South Africa leg-spinner Imran Tahir has claimed that he and his family was humiliated at the Pakistan High Commission in Birmingham when he went there to acquire the visa to travel to Pakistan for the World XI series later this month. "Me with my family were humiliated & expelled from Pak High Commission earlier today when I went to get visa to play for WorldXI in Pakistan," Tahir wrote on Twitter.
"I have undergone a very unfortunate situation in the Pakistani Consulate Birmingham today. I had visited Consulate to secure our Pakistani visas with my family members. After going through the painful trauma of waiting for long 5 hours I was expelled by the staff explaining that the office hours are over and they are closing the Consulate. It was only after the intervention of High Commissioner Ibn e Abbas who instructed the staff that we were issued visas. It's an irony that being Pakistani origin South African Cricketer and intended to play in World XI was treated so miserably. Hats off to High Commissioner Ibn e Abbas who rescued me," he added.
Me with my family were humiliated & expelled from Pak High Commission earlier today when I went to get visa to play for WorldXI in Pakistan pic.twitter.com/VByiqV4oFh— Imran Tahir (@ImranTahirSA) September 4, 2017
The 38-year-old Lahore born Tahir moved to the United Kingdom for the love of a woman. However, it is in South Africa where he met his wife and established himself as one of the best limited-overs leg-spinners in the world.
I'm happy to announce this is my official Twitter account. I welcome you all! pic.twitter.com/UISy2kogM7— Imran Tahir (@ImranTahirSA) September 5, 2017
Meanwhile, Paistan's Minister for Interior Ahsan Iqbal took note of Tahir's complaint and assured investigation and action.
Imran sorry to read your post.

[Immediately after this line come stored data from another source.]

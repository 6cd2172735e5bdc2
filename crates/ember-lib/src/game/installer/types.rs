//! Shared download types: plans, pending files, progress, cancellation and
//! the per-id single-flight guard.

use std::collections::HashSet;
use std::path::PathBuf;
use std::sync::{Arc, Mutex};
use tokio::sync::watch;

/// Progress callback shape used by every `download*` operation:
/// `(bytes_this_chunk, total_size, running_downloaded)`. The running value
/// is monotone non-decreasing and never exceeds the total within one call.
pub type ProgressFn<'a> = dyn Fn(u64, u64, u64) + Send + Sync + 'a;

/// Cancellation token honored at batch boundaries and before the
/// runtime-install step. Mid-stream cancellation of a single file is not
/// attempted; the next plan computation re-detects it as pending.
#[derive(Clone)]
pub struct CancelToken {
    rx: watch::Receiver<bool>,
}

impl CancelToken {
    pub fn is_cancelled(&self) -> bool {
        *self.rx.borrow()
    }

    /// A token that never fires.
    pub fn never() -> Self {
        let (_tx, rx) = watch::channel(false);
        Self { rx }
    }
}

/// Owning side of a cancellation token.
pub struct CancelHandle {
    tx: watch::Sender<bool>,
}

impl CancelHandle {
    pub fn cancel(&self) {
        let _ = self.tx.send(true);
    }
}

pub fn cancel_pair() -> (CancelHandle, CancelToken) {
    let (tx, rx) = watch::channel(false);
    (CancelHandle { tx }, CancelToken { rx })
}

/// An artifact whose local verification failed and which is scheduled for
/// (re)download.
#[derive(Debug, Clone)]
pub struct PendingFile {
    pub path: PathBuf,
    pub url: String,
    pub size: Option<u64>,

    /// Native classifiers are unpacked into this directory right after the
    /// archive write completes.
    pub extract_to: Option<PathBuf>,
}

/// Byte-accurate account of what a version still needs.
#[derive(Debug, Clone, Default)]
pub struct DownloadPlan {
    pub total_size: u64,
    pub downloaded_size: u64,
    pub pending: Vec<PendingFile>,
    pub runtime_to_install: Option<u32>,
}

impl DownloadPlan {
    pub fn is_complete(&self) -> bool {
        self.pending.is_empty() && self.runtime_to_install.is_none()
    }

    /// Fraction already on disk, in `[0, 1]`.
    pub fn fraction(&self) -> f64 {
        if self.total_size == 0 {
            1.0
        } else {
            self.downloaded_size as f64 / self.total_size as f64
        }
    }
}

/// Mutex-guarded set of ids with an operation currently in flight.
///
/// `try_acquire` either claims the id or reports it busy; the returned
/// guard releases the id on drop, so every exit path (success, failure,
/// panic unwind) gives the slot back.
#[derive(Clone, Default)]
pub struct FlightSet {
    inner: Arc<Mutex<HashSet<String>>>,
}

impl FlightSet {
    pub fn new() -> Self {
        Self::default()
    }

    pub fn try_acquire(&self, id: &str) -> Option<FlightGuard> {
        let mut set = self.inner.lock().unwrap();
        if !set.insert(id.to_string()) {
            return None;
        }
        Some(FlightGuard {
            set: self.inner.clone(),
            id: id.to_string(),
        })
    }

    pub fn contains(&self, id: &str) -> bool {
        self.inner.lock().unwrap().contains(id)
    }
}

pub struct FlightGuard {
    set: Arc<Mutex<HashSet<String>>>,
    id: String,
}

impl Drop for FlightGuard {
    fn drop(&mut self) {
        self.set.lock().unwrap().remove(&self.id);
    }
}

#[cfg(test)]
mod tests {
    use super::*;

    #[test]
    fn flight_set_rejects_duplicate_and_releases_on_drop() {
        let set = FlightSet::new();

        let guard = set.try_acquire("1.20").expect("first acquire succeeds");
        assert!(set.contains("1.20"));
        assert!(set.try_acquire("1.20").is_none());
        // A different id is unaffected.
        assert!(set.try_acquire("1.19").is_some());

        drop(guard);
        assert!(!set.contains("1.20"));
        assert!(set.try_acquire("1.20").is_some());
    }

    #[test]
    fn cancel_pair_round_trip() {
        let (handle, token) = cancel_pair();
        assert!(!token.is_cancelled());
        handle.cancel();
        assert!(token.is_cancelled());
    }

    #[test]
    fn never_token_survives_dropped_sender() {
        let token = CancelToken::never();
        assert!(!token.is_cancelled());
    }

    #[test]
    fn empty_plan_is_complete() {
        let plan = DownloadPlan::default();
        assert!(plan.is_complete());
        assert_eq!(plan.fraction(), 1.0);
    }
}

We will have this investigated and action will be taken against those responsible.— Ahsan Iqbal (@betterpakistan) September 5, 2017
Last month, Tahir along with his South African teammates Faf du Plessis, Hashim Amla, Morne Morkel and David Miller were named in the World XI team to play a three-match Twenty20 series against Pakistan in Lahore in September.

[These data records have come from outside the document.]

//! Managed runtime provisioning: resolves the right build for the current
//! platform/arch/major triple, downloads it and installs it atomically.

use crate::game::config::LauncherConfig;
use crate::game::error::LauncherError;
use crate::game::installer::downloader::{download_to_path, extract_archive};
use crate::game::rules::{host_arch, host_os_name};
use crate::store::LocalStore;
use chrono::{DateTime, Utc};
use reqwest::Client;
use serde::{Deserialize, Serialize};
use std::collections::HashMap;
use std::path::PathBuf;
use std::sync::atomic::{AtomicU64, Ordering};
use std::sync::{Arc, Mutex};

/// Runtime state as reported to callers. `Outdated` is derived, never
/// stored: a persisted `Downloaded` state becomes `Outdated` when the
/// runtime index carries a newer publish date for this platform.
#[derive(Debug, Clone, Serialize, Deserialize)]
#[serde(tag = "type", rename_all = "camelCase", rename_all_fields = "camelCase")]
pub enum RuntimeState {
    Absent {
        total_size: u64,
    },
    Downloading {
        downloaded_size: u64,
        total_size: u64,
    },
    Downloaded {
        install_date: DateTime<Utc>,
        total_size: u64,
    },
    Outdated {
        update_size: u64,
    },
}

/// One entry of the remote runtime index, keyed `{major}_{os}_{arch}`.
#[derive(Debug, Clone, Serialize, Deserialize)]
pub struct RuntimeBuild {
    pub url: String,
    pub size: u64,
    pub sha1: String,
    pub date: DateTime<Utc>,
}

/// Durable state written next to an installed runtime.
#[derive(Debug, Clone, Serialize, Deserialize)]
#[serde(rename_all = "camelCase")]
struct PersistedRuntimeState {
    install_date: DateTime<Utc>,
    total_size: u64,
}

pub type ProgressFn<'a> = dyn Fn(u64, &RuntimeState) + Send + Sync + 'a;

pub struct RuntimeProvisioner {
    store: Arc<LocalStore>,
    http: Client,
    config: Arc<LauncherConfig>,
    index: Mutex<HashMap<String, RuntimeBuild>>,
    states: Mutex<HashMap<u32, RuntimeState>>,
}

impl RuntimeProvisioner {
    pub fn new(store: Arc<LocalStore>, http: Client, config: Arc<LauncherConfig>) -> Self {
        Self {
            store,
            http,
            config,
            index: Mutex::new(HashMap::new()),
            states: Mutex::new(HashMap::new()),
        }
    }

    /// Replace the runtime index wholesale from the remote document.
    /// On failure the previous index stays intact.
    pub async fn refresh_index(&self) -> Result<(), LauncherError> {
        let url = self.config.runtime_index_url.clone();
        log::info!("Refreshing runtime index from {}", url);

        let response = self
            .http
            .get(&url)
            .send()
            .await
            .map_err(|e| LauncherError::catalog_fetch(&url, e))?;
        if !response.status().is_success() {
            return Err(LauncherError::catalog_fetch(
                &url,
                format!("HTTP error {}", response.status()),
            ));
        }
        let parsed: HashMap<String, RuntimeBuild> = response
            .json()
            .await
            .map_err(|e| LauncherError::catalog_fetch(&url, e))?;

        log::info!("Runtime index loaded: {} builds", parsed.len());
        *self.index.lock().unwrap() = parsed;
        Ok(())
    }

    /// The index entry for this major on the current platform, if any.
    pub fn build_for(&self, major: u32) -> Option<RuntimeBuild> {
        let key = format!("{}_{}_{}", major, host_os_name(), host_arch());
        self.index.lock().unwrap().get(&key).cloned()
    }

    /// Current state for a runtime major. Reads the persisted install
    /// record on first access, then answers from memory.
    pub async fn state(&self, major: u32) -> RuntimeState {
        let build = self.build_for(major);

        let known = self.states.lock().unwrap().get(&major).cloned();
        let state = match known {
            Some(state) => state,
            None => match self.load_persisted_state(major).await {
                Some(persisted) => {
                    let state = RuntimeState::Downloaded {
                        install_date: persisted.install_date,
                        total_size: persisted.total_size,
                    };
                    self.states.lock().unwrap().insert(major, state.clone());
                    state
                }
                None => {
                    return RuntimeState::Absent {
                        total_size: build.map(|b| b.size).unwrap_or(0),
                    }
                }
            },
        };

        if let (RuntimeState::Downloaded { install_date, .. }, Some(build)) = (&state, &build) {
            if *install_date < build.date {
                return RuntimeState::Outdated {
                    update_size: build.size,
                };
            }
        }

        state
    }

    async fn load_persisted_state(&self, major: u32) -> Option<PersistedRuntimeState> {
        let path = self.store.runtime_state_path(major);
        if !path.exists() {
            return None;
        }
        match self.store.read_to_string(&path).await {
            Ok(text) => match serde_json::from_str(&text) {
                Ok(persisted) => Some(persisted),
                Err(e) => {
                    log::warn!("Ignoring unreadable runtime state {:?}: {}", path, e);
                    None
                }
            },
            Err(e) => {
                log::warn!("Failed to read runtime state {:?}: {}", path, e);
                None
            }
        }
    }

    /// Download and install the runtime for a major version.
    ///
    /// Returns `Ok(false)` without side effects when the current state is
    /// neither absent nor outdated, or when the index has no build for
    /// this platform. Concurrent calls for the same major are expected to
    /// be serialized by the download executor's per-id guard.
    pub async fn download(
        &self,
        major: u32,
        on_progress: &ProgressFn<'_>,
    ) -> Result<bool, LauncherError> {
        let state = self.state(major).await;
        if !matches!(
            state,
            RuntimeState::Absent { .. } | RuntimeState::Outdated { .. }
        ) {
            log::debug!("Runtime {} not downloadable in state {:?}", major, state);
            return Ok(false);
        }

        let Some(build) = self.build_for(major) else {
            log::warn!(
                "No runtime build for major {} on {}/{}",
                major,
                host_os_name(),
                host_arch()
            );
            return Ok(false);
        };

        match self.install(major, &build, on_progress).await {
            Ok(()) => Ok(true),
            Err(e) => {
                // Forget the transient Downloading state so the next call
                // re-derives from disk.
                self.states.lock().unwrap().remove(&major);
                Err(e)
            }
        }
    }

    async fn install(
        &self,
        major: u32,
        build: &RuntimeBuild,
        on_progress: &ProgressFn<'_>,
    ) -> Result<(), LauncherError> {
        log::info!(
            "Installing runtime {} from {} ({} bytes)",
            major,
            build.url,
            build.size
        );

        let staging = tempfile::tempdir().map_err(LauncherError::Io)?;
        let archive_path = staging.path().join("runtime-archive");

        let downloaded = AtomicU64::new(0);
        let total = build.size;
        let on_chunk = |len: u64| {
            let running = downloaded.fetch_add(len, Ordering::SeqCst) + len;
            let snapshot = RuntimeState::Downloading {
                downloaded_size: running.min(total),
                total_size: total,
            };
            self.states.lock().unwrap().insert(major, snapshot.clone());
            on_progress(len, &snapshot);
        };

        download_to_path(
            &self.http,
            &build.url,
            &archive_path,
            Some(&build.sha1),
            on_chunk,
        )
        .await
        .map_err(|e| LauncherError::transfer(&build.url, e))?;

        let extract_dir = staging.path().join("extracted");
        extract_archive(&archive_path, &build.url, &extract_dir)
            .await
            .map_err(|e| LauncherError::transfer(&build.url, e))?;

        // Some archives wrap the runtime root in a single top-level
        // directory; detect that by looking for `bin` directly.
        let runtime_root = if extract_dir.join("bin").exists() {
            extract_dir.clone()
        } else {
            first_subdirectory(&extract_dir)?.ok_or_else(|| {
                LauncherError::transfer(&build.url, "archive contained no runtime root")
            })?
        };

        let target = self.store.runtime_dir(major);
        self.store
            .install_directory_atomic(&runtime_root, &target)
            .await
            .map_err(|e| LauncherError::Io(std::io::Error::other(e.to_string())))?;

        let persisted = PersistedRuntimeState {
            install_date: build.date,
            total_size: build.size,
        };
        let body = serde_json::to_vec_pretty(&persisted).map_err(|e| LauncherError::Parse {
            what: "runtime state".to_string(),
            source: e,
        })?;
        self.store
            .write_atomic(&self.store.runtime_state_path(major), &body)
            .await
            .map_err(|e| LauncherError::Io(std::io::Error::other(e.to_string())))?;

        let state = RuntimeState::Downloaded {
            install_date: build.date,
            total_size: build.size,
        };
        self.states.lock().unwrap().insert(major, state.clone());
        on_progress(0, &state);

        log::info!("Runtime {} installed at {:?}", major, target);
        Ok(())
    }
}

/// Path of the runtime's java executable once installed.
pub fn runtime_executable(store: &LocalStore, major: u32) -> PathBuf {
    let executable = if cfg!(windows) { "java.exe" } else { "java" };
    store.runtime_dir(major).join("bin").join(executable)
}

fn first_subdirectory(dir: &std::path::Path) -> Result<Option<PathBuf>, LauncherError> {
    for entry in std::fs::read_dir(dir).map_err(LauncherError::Io)? {
        let entry = entry.map_err(LauncherError::Io)?;
        if entry.path().is_dir() {
            return Ok(Some(entry.path()));
        }
    }
    Ok(None)
}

The series is aimed at reviving international cricket in Pakistan, which has hosted just Zimbabwe and Afghanistan over the last eight years since terrorists attacked the Sri Lanka cricket team bus in Lahore in 2009. The squad will arrive in Lahore on September 11 after a two-day camp in Dubai under the coaching of Andy Flower. The three matches will be played at the Gaddafi Stadium on September 12, 13 and 15.

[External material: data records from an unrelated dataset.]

//! Wire types for the version catalog, version descriptors and asset
//! indexes.

use crate::game::rules::Rule;
use serde::{Deserialize, Serialize};
use std::collections::HashMap;

/// Remote catalog document: version id -> descriptor URL.
#[derive(Debug, Clone, Serialize, Deserialize)]
pub struct VersionCatalogFile {
    pub versions: HashMap<String, String>,
}

/// A version descriptor as stored under `versions/<id>/<id>.json`.
///
/// Descriptors form a tree via `inheritsFrom`; the resolver walks to the
/// root and deep-merges attribute by attribute. Most fields are optional
/// because a child descriptor only carries what it overrides.
#[derive(Debug, Clone, Serialize, Deserialize)]
#[serde(rename_all = "camelCase")]
pub struct VersionDescriptor {
    pub id: String,

    #[serde(skip_serializing_if = "Option::is_none")]
    pub inherits_from: Option<String>,

    #[serde(rename = "type", skip_serializing_if = "Option::is_none")]
    pub release_type: Option<ReleaseType>,

    #[serde(skip_serializing_if = "Option::is_none")]
    pub main_class: Option<String>,

    #[serde(skip_serializing_if = "Option::is_none")]
    pub java_version: Option<JavaVersionInfo>,

    #[serde(skip_serializing_if = "Option::is_none")]
    pub downloads: Option<Downloads>,

    #[serde(skip_serializing_if = "Option::is_none")]
    pub asset_index: Option<AssetIndexRef>,

    /// Assets id (matches `asset_index.id` on modern descriptors).
    #[serde(skip_serializing_if = "Option::is_none")]
    pub assets: Option<String>,

    #[serde(default)]
    pub libraries: Vec<LibraryEntry>,

    #[serde(skip_serializing_if = "Option::is_none")]
    pub arguments: Option<ArgumentLists>,
}

impl VersionDescriptor {
    /// Assets id used for the on-disk index filename.
    pub fn assets_id(&self) -> Option<&str> {
        self.assets
            .as_deref()
            .or_else(|| self.asset_index.as_ref().map(|a| a.id.as_str()))
    }
}

#[derive(Debug, Clone, Copy, PartialEq, Eq, Serialize, Deserialize)]
#[serde(rename_all = "snake_case")]
pub enum ReleaseType {
    Release,
    Snapshot,
    #[serde(other)]
    Other,
}

impl ReleaseType {
    pub fn as_str(&self) -> &'static str {
        match self {
            ReleaseType::Release => "release",
            ReleaseType::Snapshot => "snapshot",
            ReleaseType::Other => "other",
        }
    }
}

#[derive(Debug, Clone, Serialize, Deserialize)]
#[serde(rename_all = "camelCase")]
pub struct JavaVersionInfo {
    #[serde(skip_serializing_if = "Option::is_none")]
    pub component: Option<String>,
    pub major_version: u32,
}

#[derive(Debug, Clone, Serialize, Deserialize)]
pub struct Downloads {
    pub client: DownloadInfo,
}

#[derive(Debug, Clone, Serialize, Deserialize)]
pub struct DownloadInfo {
    pub url: String,
    pub sha1: String,
    pub size: u64,
}

/// Asset index reference inside a descriptor.
#[derive(Debug, Clone, Serialize, Deserialize)]
#[serde(rename_all = "camelCase")]
pub struct AssetIndexRef {
    pub id: String,
    pub sha1: String,
    pub size: u64,
    #[serde(default)]
    pub total_size: u64,
    pub url: String,
}

#[derive(Debug, Clone, Serialize, Deserialize)]
pub struct LibraryEntry {
    /// Maven coordinates, `group:artifact:version`.
    pub name: String,

    #[serde(skip_serializing_if = "Option::is_none")]
    pub downloads: Option<LibraryDownloads>,

    /// Platform name -> classifier key, e.g. `"linux": "natives-linux"`.
    /// Values may contain `${arch}`.
    #[serde(skip_serializing_if = "Option::is_none")]
    pub natives: Option<HashMap<String, String>>,

    #[serde(skip_serializing_if = "Option::is_none")]
    pub rules: Option<Vec<Rule>>,

    #[serde(skip_serializing_if = "Option::is_none")]
    pub extract: Option<ExtractRules>,
}

#[derive(Debug, Clone, Serialize, Deserialize)]
pub struct LibraryDownloads {
    #[serde(skip_serializing_if = "Option::is_none")]
    pub artifact: Option<ArtifactRef>,

    #[serde(skip_serializing_if = "Option::is_none")]
    pub classifiers: Option<HashMap<String, ArtifactRef>>,
}

/// A downloadable artifact with its store-relative path.
#[derive(Debug, Clone, Serialize, Deserialize)]
pub struct ArtifactRef {
    pub path: String,
    pub url: String,
    pub sha1: String,
    pub size: u64,
}

#[derive(Debug, Clone, Serialize, Deserialize)]
pub struct ExtractRules {
    #[serde(default)]
    pub exclude: Vec<String>,
}

/// Ordered argument template lists.
#[derive(Debug, Clone, Default, Serialize, Deserialize)]
pub struct ArgumentLists {
    #[serde(default)]
    pub game: Vec<Argument>,

    #[serde(default)]
    pub jvm: Vec<Argument>,
}

/// A template element: either a literal token or a conditional entry.
#[derive(Debug, Clone, Serialize, Deserialize)]
#[serde(untagged)]
pub enum Argument {
    Literal(String),
    Conditional {
        rules: Vec<Rule>,
        value: ArgumentValue,
    },
}

#[derive(Debug, Clone, Serialize, Deserialize)]
#[serde(untagged)]
pub enum ArgumentValue {
    Single(String),
    Many(Vec<String>),
}

/// Asset index document: logical path -> content-addressed object.
#[derive(Debug, Clone, Serialize, Deserialize)]
pub struct AssetIndexFile {
    pub objects: HashMap<String, AssetObject>,
}

#[derive(Debug, Clone, Serialize, Deserialize)]
pub struct AssetObject {
    pub hash: String,
    pub size: u64,
}

#[cfg(test)]
mod tests {
    use super::*;

    #[test]
    fn parses_literal_and_conditional_arguments() {
        let json = r#"{
            "game": [
                "--username",
                "${auth_player_name}",
                {
                    "rules": [{"action": "allow", "features": {"has_custom_resolution": true}}],
                    "value": ["--width", "${resolution_width}"]
                }
            ],
            "jvm": ["-Xmx2G"]
        }"#;

        let args: ArgumentLists = serde_json::from_str(json).unwrap();
        assert_eq!(args.game.len(), 3);
        assert_eq!(args.jvm.len(), 1);
        match &args.game[2] {
            Argument::Conditional { rules, value } => {
                assert_eq!(rules.len(), 1);
                match value {
                    ArgumentValue::Many(v) => assert_eq!(v.len(), 2),
                    _ => panic!("expected multi-value argument"),
                }
            }
            _ => panic!("expected conditional argument"),
        }
    }

    #[test]
    fn descriptor_tolerates_missing_optional_blocks() {
        let json = r#"{"id": "1.20-common", "libraries": []}"#;
        let desc: VersionDescriptor = serde_json::from_str(json).unwrap();
        assert_eq!(desc.id, "1.20-common");
        assert!(desc.downloads.is_none());
        assert!(desc.assets_id().is_none());
    }

    #[test]
    fn unknown_release_type_maps_to_other() {
        let json = r#"{"id": "b1.7.3", "type": "old_beta"}"#;
        let desc: VersionDescriptor = serde_json::from_str(json).unwrap();
        assert_eq!(desc.release_type, Some(ReleaseType::Other));
    }
}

Over the years the PCB has been trying hard to convince foreign teams to tour Pakistan. It showcased stringent security arrangements when it successfully hosted the final of its premier domestic T20 tournament - also in Lahore in March in which former West Indies captain Sammy and Marlon Samuels also participated.
The series against a World XI has been given international Twenty20 status by the International Cricket Council, which formed a Pakistan Task Team under its director Giles Clarke in 2009.